<<<<

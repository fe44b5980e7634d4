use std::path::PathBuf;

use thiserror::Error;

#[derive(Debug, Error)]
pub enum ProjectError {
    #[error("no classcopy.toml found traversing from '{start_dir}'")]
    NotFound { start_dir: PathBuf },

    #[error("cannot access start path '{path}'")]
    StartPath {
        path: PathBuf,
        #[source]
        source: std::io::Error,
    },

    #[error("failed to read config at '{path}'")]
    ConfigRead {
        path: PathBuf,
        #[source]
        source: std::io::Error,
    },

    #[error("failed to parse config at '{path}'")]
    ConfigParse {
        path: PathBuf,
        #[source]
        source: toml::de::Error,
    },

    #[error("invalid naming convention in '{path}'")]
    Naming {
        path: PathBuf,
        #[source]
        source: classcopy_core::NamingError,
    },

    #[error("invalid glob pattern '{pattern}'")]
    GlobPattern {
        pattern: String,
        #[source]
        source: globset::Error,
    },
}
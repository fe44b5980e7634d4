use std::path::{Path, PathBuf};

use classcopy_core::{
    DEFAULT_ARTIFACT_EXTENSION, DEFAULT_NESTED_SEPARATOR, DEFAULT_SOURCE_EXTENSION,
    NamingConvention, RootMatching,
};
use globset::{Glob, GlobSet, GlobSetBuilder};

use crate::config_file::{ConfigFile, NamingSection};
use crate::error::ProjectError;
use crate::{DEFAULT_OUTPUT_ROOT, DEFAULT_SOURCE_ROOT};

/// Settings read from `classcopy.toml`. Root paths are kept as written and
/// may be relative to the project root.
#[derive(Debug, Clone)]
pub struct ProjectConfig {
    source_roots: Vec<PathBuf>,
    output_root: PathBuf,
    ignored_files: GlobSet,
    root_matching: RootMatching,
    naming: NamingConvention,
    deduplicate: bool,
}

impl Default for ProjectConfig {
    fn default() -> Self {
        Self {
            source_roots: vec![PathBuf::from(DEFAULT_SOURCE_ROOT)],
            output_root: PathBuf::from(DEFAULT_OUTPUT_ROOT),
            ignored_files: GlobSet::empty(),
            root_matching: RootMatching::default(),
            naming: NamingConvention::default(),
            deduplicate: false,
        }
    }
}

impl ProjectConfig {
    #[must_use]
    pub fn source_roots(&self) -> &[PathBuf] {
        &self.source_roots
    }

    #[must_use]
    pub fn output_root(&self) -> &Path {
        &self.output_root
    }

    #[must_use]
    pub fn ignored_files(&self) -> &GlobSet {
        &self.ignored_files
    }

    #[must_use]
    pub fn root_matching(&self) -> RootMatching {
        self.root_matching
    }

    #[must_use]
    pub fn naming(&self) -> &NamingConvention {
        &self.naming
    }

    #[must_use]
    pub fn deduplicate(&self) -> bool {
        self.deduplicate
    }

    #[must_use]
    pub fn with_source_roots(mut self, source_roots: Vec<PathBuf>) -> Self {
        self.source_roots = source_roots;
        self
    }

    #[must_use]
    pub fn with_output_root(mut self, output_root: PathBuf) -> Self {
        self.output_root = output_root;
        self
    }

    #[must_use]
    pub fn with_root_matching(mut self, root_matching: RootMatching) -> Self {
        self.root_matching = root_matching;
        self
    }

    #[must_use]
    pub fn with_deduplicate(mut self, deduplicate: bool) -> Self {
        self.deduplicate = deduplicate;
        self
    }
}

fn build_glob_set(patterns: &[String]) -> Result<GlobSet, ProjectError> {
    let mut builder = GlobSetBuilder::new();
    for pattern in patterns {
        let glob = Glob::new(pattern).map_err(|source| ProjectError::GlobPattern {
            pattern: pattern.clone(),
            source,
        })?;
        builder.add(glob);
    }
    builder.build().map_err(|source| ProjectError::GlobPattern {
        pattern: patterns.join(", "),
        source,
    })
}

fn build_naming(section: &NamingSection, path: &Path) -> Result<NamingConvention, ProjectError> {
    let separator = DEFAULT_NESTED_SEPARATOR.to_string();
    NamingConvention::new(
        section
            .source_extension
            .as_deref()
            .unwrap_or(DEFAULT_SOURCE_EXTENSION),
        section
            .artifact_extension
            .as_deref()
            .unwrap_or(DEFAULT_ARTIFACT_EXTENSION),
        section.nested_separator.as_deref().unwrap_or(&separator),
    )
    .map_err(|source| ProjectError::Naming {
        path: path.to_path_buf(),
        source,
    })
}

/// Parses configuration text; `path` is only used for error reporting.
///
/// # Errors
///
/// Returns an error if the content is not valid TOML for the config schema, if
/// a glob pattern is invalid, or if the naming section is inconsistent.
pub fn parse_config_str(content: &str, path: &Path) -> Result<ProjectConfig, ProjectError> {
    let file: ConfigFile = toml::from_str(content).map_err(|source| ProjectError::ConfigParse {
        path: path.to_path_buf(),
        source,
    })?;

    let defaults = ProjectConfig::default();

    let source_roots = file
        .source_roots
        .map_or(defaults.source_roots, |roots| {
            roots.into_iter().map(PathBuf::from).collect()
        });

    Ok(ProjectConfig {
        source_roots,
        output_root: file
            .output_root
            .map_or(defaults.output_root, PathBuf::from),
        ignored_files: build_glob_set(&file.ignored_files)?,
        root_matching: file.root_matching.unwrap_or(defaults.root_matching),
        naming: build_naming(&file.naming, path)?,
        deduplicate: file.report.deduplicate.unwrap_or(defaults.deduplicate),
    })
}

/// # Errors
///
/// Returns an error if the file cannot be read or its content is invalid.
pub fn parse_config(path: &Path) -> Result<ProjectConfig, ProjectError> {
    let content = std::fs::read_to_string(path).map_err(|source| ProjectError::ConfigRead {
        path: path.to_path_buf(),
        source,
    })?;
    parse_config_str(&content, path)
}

>>>>

Aim of the exercise >> Pull out all lines in the data above that include "GlobSetBuilder".

Completed exercise >>
use globset::{Glob, GlobSet, GlobSetBuilder};
    let mut builder = GlobSetBuilder::new();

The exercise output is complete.